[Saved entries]

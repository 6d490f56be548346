//! CSV sheet loader for curriculum catalogs
//!
//! A catalog directory holds one CSV file per sheet. `Requirements.csv` and
//! `Courses.csv` must exist; the remaining sheets are optional and read as
//! empty when absent.

use crate::core::error::CatalogError;
use crate::core::models::{Catalog, CatalogBuilder, Course, Minor, Requirements};
use crate::{debug, info};
use csv::{ReaderBuilder, StringRecord, Trim};
use std::path::Path;

/// Credit requirement and per-term bounds
pub const REQUIREMENTS_SHEET: &str = "Requirements";
/// Course table
pub const COURSES_SHEET: &str = "Courses";
/// Minor name → required courses
pub const MINORS_SHEET: &str = "Minors";
/// General-education group
pub const GEN_ED_SHEET: &str = "GenEd";
/// General-education pairs
pub const PAIRED_GEN_ED_SHEET: &str = "pairedGenEd";
/// Project modules
pub const PROJECTS_SHEET: &str = "Projects";
/// Free-elective modules
pub const FREE_ELECTIVES_SHEET: &str = "Free electives";

/// One sheet read into memory
struct Sheet {
    name: &'static str,
    headers: StringRecord,
    rows: Vec<StringRecord>,
}

impl Sheet {
    /// Read `<dir>/<name>.csv`, or `None` when the file does not exist
    fn read_optional(dir: &Path, name: &'static str) -> Result<Option<Self>, CatalogError> {
        let path = dir.join(format!("{name}.csv"));
        if !path.is_file() {
            return Ok(None);
        }

        let csv_err = |source: csv::Error| CatalogError::Csv {
            sheet: name.to_string(),
            source,
        };
        let mut reader = ReaderBuilder::new()
            .trim(Trim::All)
            .flexible(true)
            .from_path(&path)
            .map_err(csv_err)?;
        let headers = reader.headers().map_err(csv_err)?.clone();
        let mut rows = Vec::new();
        for record in reader.records() {
            let record = record.map_err(csv_err)?;
            if record.iter().all(str::is_empty) {
                continue;
            }
            rows.push(record);
        }
        Ok(Some(Self {
            name,
            headers,
            rows,
        }))
    }

    fn read_required(dir: &Path, name: &'static str) -> Result<Self, CatalogError> {
        Self::read_optional(dir, name)?.ok_or_else(|| CatalogError::MissingSheet {
            sheet: name.to_string(),
        })
    }

    /// Position of a column, matched case-insensitively
    fn column(&self, column: &str) -> Result<usize, CatalogError> {
        self.headers
            .iter()
            .position(|h| h.eq_ignore_ascii_case(column))
            .ok_or_else(|| CatalogError::MissingColumn {
                sheet: self.name.to_string(),
                column: column.to_string(),
            })
    }

    fn invalid(&self, row: usize, column: &str, value: &str) -> CatalogError {
        CatalogError::InvalidCell {
            sheet: self.name.to_string(),
            row: row + 1,
            column: column.to_string(),
            value: value.to_string(),
        }
    }
}

fn cell(record: &StringRecord, col: usize) -> &str {
    record.get(col).unwrap_or("")
}

/// Split a comma-separated cell into trimmed, non-empty ids
#[must_use]
pub fn split_ids(raw: &str) -> Vec<String> {
    raw.split(',')
        .map(str::trim)
        .filter(|s| !s.is_empty())
        .map(ToString::to_string)
        .collect()
}

/// Load and validate a catalog from a directory of CSV sheets
///
/// # Errors
/// Returns [`CatalogError`] when a required sheet or column is missing, a
/// cell cannot be parsed, or the assembled catalog fails validation.
pub fn load_catalog_dir<P: AsRef<Path>>(dir: P) -> Result<Catalog, CatalogError> {
    let dir = dir.as_ref();
    debug!("ingest: reading catalog sheets from {}", dir.display());

    let requirements = parse_requirements(&Sheet::read_required(dir, REQUIREMENTS_SHEET)?)?;
    let mut builder = CatalogBuilder::new(requirements);
    builder.courses = parse_courses(&Sheet::read_required(dir, COURSES_SHEET)?)?;

    if let Some(sheet) = Sheet::read_optional(dir, MINORS_SHEET)? {
        builder.minors = parse_minors(&sheet)?;
    }
    if let Some(sheet) = Sheet::read_optional(dir, GEN_ED_SHEET)? {
        builder.general_education_group = parse_id_column(&sheet)?;
    }
    if let Some(sheet) = Sheet::read_optional(dir, PAIRED_GEN_ED_SHEET)? {
        builder.general_education_pairs = parse_pairs(&sheet)?;
    }
    if let Some(sheet) = Sheet::read_optional(dir, PROJECTS_SHEET)? {
        builder.project_modules = parse_id_column(&sheet)?;
    }
    if let Some(sheet) = Sheet::read_optional(dir, FREE_ELECTIVES_SHEET)? {
        builder.free_elective_modules = parse_id_column(&sheet)?;
    }

    let catalog = builder.build()?;
    info!(
        "ingest: loaded {} course(s), {} minor(s) from {}",
        catalog.len(),
        catalog.minors().len(),
        dir.display()
    );
    Ok(catalog)
}

fn parse_requirements(sheet: &Sheet) -> Result<Requirements, CatalogError> {
    const COLUMN: &str = "value";
    let col = sheet.column(COLUMN)?;
    if sheet.rows.len() < 3 {
        return Err(CatalogError::MissingRows {
            sheet: sheet.name.to_string(),
            expected: 3,
            found: sheet.rows.len(),
        });
    }

    let value = |row: usize| -> Result<u32, CatalogError> {
        let raw = cell(&sheet.rows[row], col);
        parse_whole_number(raw).ok_or_else(|| sheet.invalid(row, COLUMN, raw))
    };
    Ok(Requirements {
        credit_requirement: value(0)?,
        min_credits_per_term: value(1)?,
        max_credits_per_term: value(2)?,
    })
}

fn parse_courses(sheet: &Sheet) -> Result<Vec<Course>, CatalogError> {
    let id_col = sheet.column("course_id")?;
    let credits_col = sheet.column("credits")?;
    let prereq_col = sheet.column("prerequisites")?;
    let prior_col = sheet.column("prior_exposure")?;
    let co_col = sheet.column("co_modules")?;
    let slots_col = sheet.column("time_slots")?;
    let offered_col = sheet.column("is_available_term")?;

    let mut courses = Vec::with_capacity(sheet.rows.len());
    for (row, record) in sheet.rows.iter().enumerate() {
        let id = cell(record, id_col);
        if id.is_empty() {
            return Err(sheet.invalid(row, "course_id", id));
        }

        let raw_credits = cell(record, credits_col);
        let credits = parse_whole_number(raw_credits)
            .filter(|c| *c > 0)
            .ok_or_else(|| sheet.invalid(row, "credits", raw_credits))?;

        let raw_offered = cell(record, offered_col);
        let offered = parse_flag(raw_offered)
            .ok_or_else(|| sheet.invalid(row, "is_available_term", raw_offered))?;

        let mut course = Course::new(id.to_string(), credits);
        course.set_offered(offered);
        for prereq in split_ids(cell(record, prereq_col)) {
            course.add_prerequisite(prereq);
        }
        for slot in split_ids(cell(record, slots_col)) {
            course.add_timeslot(slot);
        }
        if let Some(prior) = first_listed(id, "prior_exposure", cell(record, prior_col)) {
            course.set_prior_exposure(prior);
        }
        if let Some(co) = first_listed(id, "co_modules", cell(record, co_col)) {
            course.set_co_module(co);
        }
        courses.push(course);
    }
    Ok(courses)
}

/// Keep the first id of a multi-valued single-id cell
fn first_listed(course: &str, column: &str, raw: &str) -> Option<String> {
    let mut ids = split_ids(raw).into_iter();
    let first = ids.next()?;
    let dropped: Vec<String> = ids.collect();
    if !dropped.is_empty() {
        debug!(
            "ingest: {course} lists several {column} ids; keeping {first}, dropping {}",
            dropped.join(", ")
        );
    }
    Some(first)
}

fn parse_minors(sheet: &Sheet) -> Result<Vec<Minor>, CatalogError> {
    let name_col = sheet.column("minor_name")?;
    let courses_col = sheet.column("required_courses")?;

    let mut minors = Vec::with_capacity(sheet.rows.len());
    for (row, record) in sheet.rows.iter().enumerate() {
        let name = cell(record, name_col);
        if name.is_empty() {
            return Err(sheet.invalid(row, "minor_name", name));
        }
        minors.push(Minor {
            name: name.to_string(),
            courses: split_ids(cell(record, courses_col)),
        });
    }
    Ok(minors)
}

fn parse_id_column(sheet: &Sheet) -> Result<Vec<String>, CatalogError> {
    let col = sheet.column("course_id")?;
    Ok(sheet
        .rows
        .iter()
        .map(|record| cell(record, col))
        .filter(|id| !id.is_empty())
        .map(ToString::to_string)
        .collect())
}

fn parse_pairs(sheet: &Sheet) -> Result<Vec<(String, String)>, CatalogError> {
    let col = sheet.column("Groups")?;

    let mut pairs = Vec::with_capacity(sheet.rows.len());
    for record in &sheet.rows {
        let ids = split_ids(cell(record, col));
        if ids.is_empty() {
            continue;
        }
        let index = pairs.len();
        match <[String; 2]>::try_from(ids) {
            Ok([first, second]) => pairs.push((first, second)),
            Err(ids) => {
                return Err(CatalogError::MalformedPair {
                    index,
                    found: ids.len(),
                })
            }
        }
    }
    Ok(pairs)
}

/// Parse a non-negative whole number, accepting spreadsheet-style `3.0`
#[allow(clippy::cast_possible_truncation, clippy::cast_sign_loss)]
fn parse_whole_number(raw: &str) -> Option<u32> {
    if let Ok(n) = raw.parse::<u32>() {
        return Some(n);
    }
    let f = raw.parse::<f64>().ok()?;
    if f.is_finite() && f >= 0.0 && f.fract() == 0.0 && f <= f64::from(u32::MAX) {
        return Some(f as u32);
    }
    None
}

fn parse_flag(raw: &str) -> Option<bool> {
    match raw.to_ascii_lowercase().as_str() {
        "1" | "1.0" | "true" | "yes" | "y" => Some(true),
        "0" | "0.0" | "false" | "no" | "n" => Some(false),
        _ => None,
    }
}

[Brief]:
Reproduce word for word the lines of the records above, beginning at the first and ending with the line where "use std::path::Path;" appears, and nothing past it.

[Task output]:
repository 6d490f56be548346
//! CSV sheet loader for curriculum catalogs
//!
//! A catalog directory holds one CSV file per sheet. `Requirements.csv` and
//! `Courses.csv` must exist; the remaining sheets are optional and read as
//! empty when absent.

use crate::core::error::CatalogError;
use crate::core::models::{Catalog, CatalogBuilder, Course, Minor, Requirements};
use crate::{debug, info};
use csv::{ReaderBuilder, StringRecord, Trim};
use std::path::Path;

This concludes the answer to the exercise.